Support Questions

anggriawanrezab · ‎12-26-2016

if i have three server as log source and one server for place where log collected. where should i install kafka?

- i have to install it on each server or

- i need to add one more server to install kafka between source server and server where data collected

Thanks.

ambud_sharma1 · ‎12-29-2016

Setup:

To get maximum fault tolerance / performance, install Kafka on each node (source server) so you will end up with 3 nodes. Additionally you will also need zookeeper which you can once again install on all 3 nodes.

The above setup is recommended if this is a PoC, however for production use it's recommended to have Kafka + Zookeeper on nodes other than your source nodes to provide fault tolerance. Additionally, Kafka uses a lot of OS page caching which may interfere with the application running the 3 nodes.

Just to clarify Kafka shouldn't be confused with Flume, it's a MessageBroker service; you are responsible for ingesting data (use Flume) or reading data (e.g. Storm / Spark)

Scaling:

Scaling Kafka is a 3 step operation; step 3 is optional but recommended:

Add nodes to the cluster (Use Ambari to add nodes)
Alter Topic and add additional partitions (1 partition / node)
(Optional) Rebalance Kafka

On a side note: Kafka works best when used in clustered mode, you can use single-node Kafka however it it fundamentally defeats the purpose of Kafka (partitioning and fault-tolerance)
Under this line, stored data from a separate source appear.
//! User Service
//!
//! Profile lookup and settings updates.

use std::sync::Arc;

use async_trait::async_trait;

use crate::domain::{ProfilePatch, User, UserRepository};
use crate::shared::error::AppError;

/// User service trait
#[async_trait]
pub trait UserService: Send + Sync {
    /// Fetch a user by id
    async fn get_user(&self, id: i64) -> Result<User, UserError>;

    /// Apply a profile patch, rejecting username collisions
    async fn update_profile(&self, id: i64, patch: ProfilePatch) -> Result<User, UserError>;
}

/// User service errors
#[derive(Debug, thiserror::Error)]
pub enum UserError {
    #[error("User not found")]
    NotFound,

    #[error("Username already in use")]
    UsernameTaken,

    #[error(transparent)]
    Repository(#[from] AppError),
}

/// UserService implementation
pub struct UserServiceImpl<U>
where
    U: UserRepository,
{
    user_repo: Arc<U>,
}

impl<U> UserServiceImpl<U>
where
    U: UserRepository,
{
    pub fn new(user_repo: Arc<U>) -> Self {
        Self { user_repo }
    }
}

#[async_trait]
impl<U> UserService for UserServiceImpl<U>
where
    U: UserRepository,
{
    async fn get_user(&self, id: i64) -> Result<User, UserError> {
        self.user_repo
            .find_by_id(id)
            .await?
            .ok_or(UserError::NotFound)
    }

    async fn update_profile(&self, id: i64, patch: ProfilePatch) -> Result<User, UserError> {
        if let Some(username) = &patch.username {
            if self.user_repo.username_taken(username, Some(id)).await? {
                return Err(UserError::UsernameTaken);
            }
        }

        let user = self.user_repo.update_profile(id, &patch).await?;
        tracing::debug!(user_id = id, "Profile updated");
        Ok(user)
    }
}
View solution in original post

rajkumar_singh · ‎12-26-2016

@Bramantya Anggriawan

ideally you should install the kafka broker on the nodes where logs should be collected, topic partition is the unit of parallelism in Kafka. On both the producer and the broker side, writes to different partitions can be done fully in parallel.if you dont have many topics on which you need to produce data to then you can have 1-2 kafka server

anggriawanrezab · ‎12-27-2016

so i only have to install Kafka in one server where the logs collected, how if i want to add more server for kafka cluster?